Open GoogleCodeExporter opened 9 years ago
http://www.khronos.org/registry/cl/sdk/1.2/docs/man/xhtml/clGetDeviceInfo.html
Original comment by ryan.lam...@gmail.com
on 7 May 2012 at 11:41
Ryan
In the extension mechanism we can expose this via the Device type. Would you
consider testing your code and using the extension mechanism branch in the
meantime?
Otherwise we run into the issue that we hide the chosen device until first
execution. In which case you don't have the opportunity to query prior to first
execute.
One hack is to create a dummy kernel. Execute it, then query it to extract
device info. This would be fairly easy to hack together.
At one time we allowed a 'callBack' to be registered which was called (from
JNI) just prior to execution, this allowed the developer to query local/global
size and could also be used to query device parameters.
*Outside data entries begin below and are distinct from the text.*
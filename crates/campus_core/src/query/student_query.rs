//! Search, sort and filter operations over a student snapshot.
//!
//! # Invariants
//! - Name search is a case-insensitive substring match preserving order.
//! - Grade sort is stable: equal grades keep their relative order.
//! - Course filter is an exact identifier match; no match is an empty result.

use super::pagination::{paginate, Page, PageRequest};
use super::{QueryError, QueryResult};
use crate::model::student::Student;

/// Grade sort direction.
#[derive(Debug, Clone, Copy, Default, PartialEq, Eq)]
pub enum SortOrder {
    #[default]
    Asc,
    Desc,
}

impl SortOrder {
    /// Parses `asc`/`desc`; an absent value means `asc`.
    pub fn parse(raw: Option<&str>) -> QueryResult<Self> {
        match raw {
            None | Some("asc") => Ok(Self::Asc),
            Some("desc") => Ok(Self::Desc),
            Some(other) => Err(QueryError::InvalidParameter {
                name: "sortOrder",
                value: other.to_string(),
            }),
        }
    }
}

/// Returns students whose name contains `term`, ignoring case.
pub fn search_by_name(students: &[Student], term: Option<&str>) -> QueryResult<Vec<Student>> {
    let term = required("name", term)?.to_lowercase();
    Ok(students
        .iter()
        .filter(|student| student.name.to_lowercase().contains(&term))
        .cloned()
        .collect())
}

/// Returns the snapshot ordered by grade in the requested direction.
pub fn sort_by_grade(students: &[Student], order: Option<&str>) -> QueryResult<Vec<Student>> {
    let order = SortOrder::parse(order)?;
    Ok(sorted(students.to_vec(), order))
}

/// Returns students whose course set contains `course` exactly.
pub fn filter_by_course(students: &[Student], course: Option<&str>) -> QueryResult<Vec<Student>> {
    let course = required("course", course)?;
    Ok(students
        .iter()
        .filter(|student| student.takes_course(course))
        .cloned()
        .collect())
}

/// Chained query: course filter, then name search, then grade sort.
///
/// Each criterion is optional; a criterion that is present keeps the
/// contract of its standalone operation (an empty `name` or `course` is
/// still `MissingParameter`, an unknown `sort_order` is `InvalidParameter`).
#[derive(Debug, Clone, Default, PartialEq, Eq)]
pub struct StudentQuery {
    pub name: Option<String>,
    pub course: Option<String>,
    pub sort_order: Option<String>,
}

impl StudentQuery {
    pub fn run(&self, students: &[Student]) -> QueryResult<Vec<Student>> {
        let order = match self.sort_order.as_deref() {
            Some(raw) => Some(SortOrder::parse(Some(raw))?),
            None => None,
        };

        let mut selected = match self.course.as_deref() {
            Some(course) => filter_by_course(students, Some(course))?,
            None => students.to_vec(),
        };
        if let Some(name) = self.name.as_deref() {
            selected = search_by_name(&selected, Some(name))?;
        }
        if let Some(order) = order {
            selected = sorted(selected, order);
        }
        Ok(selected)
    }

    /// Runs the query and paginates the result.
    pub fn run_paged(
        &self,
        students: &[Student],
        request: PageRequest,
    ) -> QueryResult<Page<Student>> {
        let selected = self.run(students)?;
        Ok(paginate(&selected, request))
    }
}

fn sorted(mut students: Vec<Student>, order: SortOrder) -> Vec<Student> {
    match order {
        SortOrder::Asc => students.sort_by(|a, b| a.grade.total_cmp(&b.grade)),
        SortOrder::Desc => students.sort_by(|a, b| b.grade.total_cmp(&a.grade)),
    }
    students
}

fn required<'a>(name: &'static str, value: Option<&'a str>) -> QueryResult<&'a str> {
    match value {
        Some(value) if !value.is_empty() => Ok(value),
        _ => Err(QueryError::MissingParameter(name)),
    }
}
I think the answer is to clean this all up with the extension proposal.
So the process would be:
Device device = Device.getSomeDevice(); // say first GPU, first CPU etc
This device can then be queried for parameters (getDeviceInfo keys)
We would also use the Device to act as a factory for a Range. Ensuring that the
Range is always a valid size.
device.createRange2D(width, height); // localWidth and localHeight will be
suitable for the device.
Also we will use the device (instead of current ExecutionMode) to decide where
to execute.
Either
kernel.setDevice(device);
kernel.execute(Range range, int count);
Or (preferrably) the range will capture the device that was used as a factory
so we can still use
kernel.execute(Range range, int count);
I plan on merging parts of the extension mechanism to the trunk this week. How
fast do you need this? I am guessing fast...
Gary
Original comment by frost.g...@gmail.com
on 8 May 2012 at 5:33
[deleted comment]
I'm seeing strange behavior, it appears that if you request too large of a
buffer, you will see the following in the console:
!!!!!!! Execution status of execute event failed out of resources
May 26, 2012 11:59:14 PM com.amd.aparapi.KernelRunner executeOpenCL
WARNING: ### CL exec seems to have failed. Trying to revert to Java ###
Interestingly, it also appears that each time you do this, the amount of buffer
memory you can request decreases...?
The test I'm running increases the buffer request until the error above appears
and then I record the settings. Strangely enough, the second time the test is
run the buffer size until failure is much smaller. Rinse, repeat.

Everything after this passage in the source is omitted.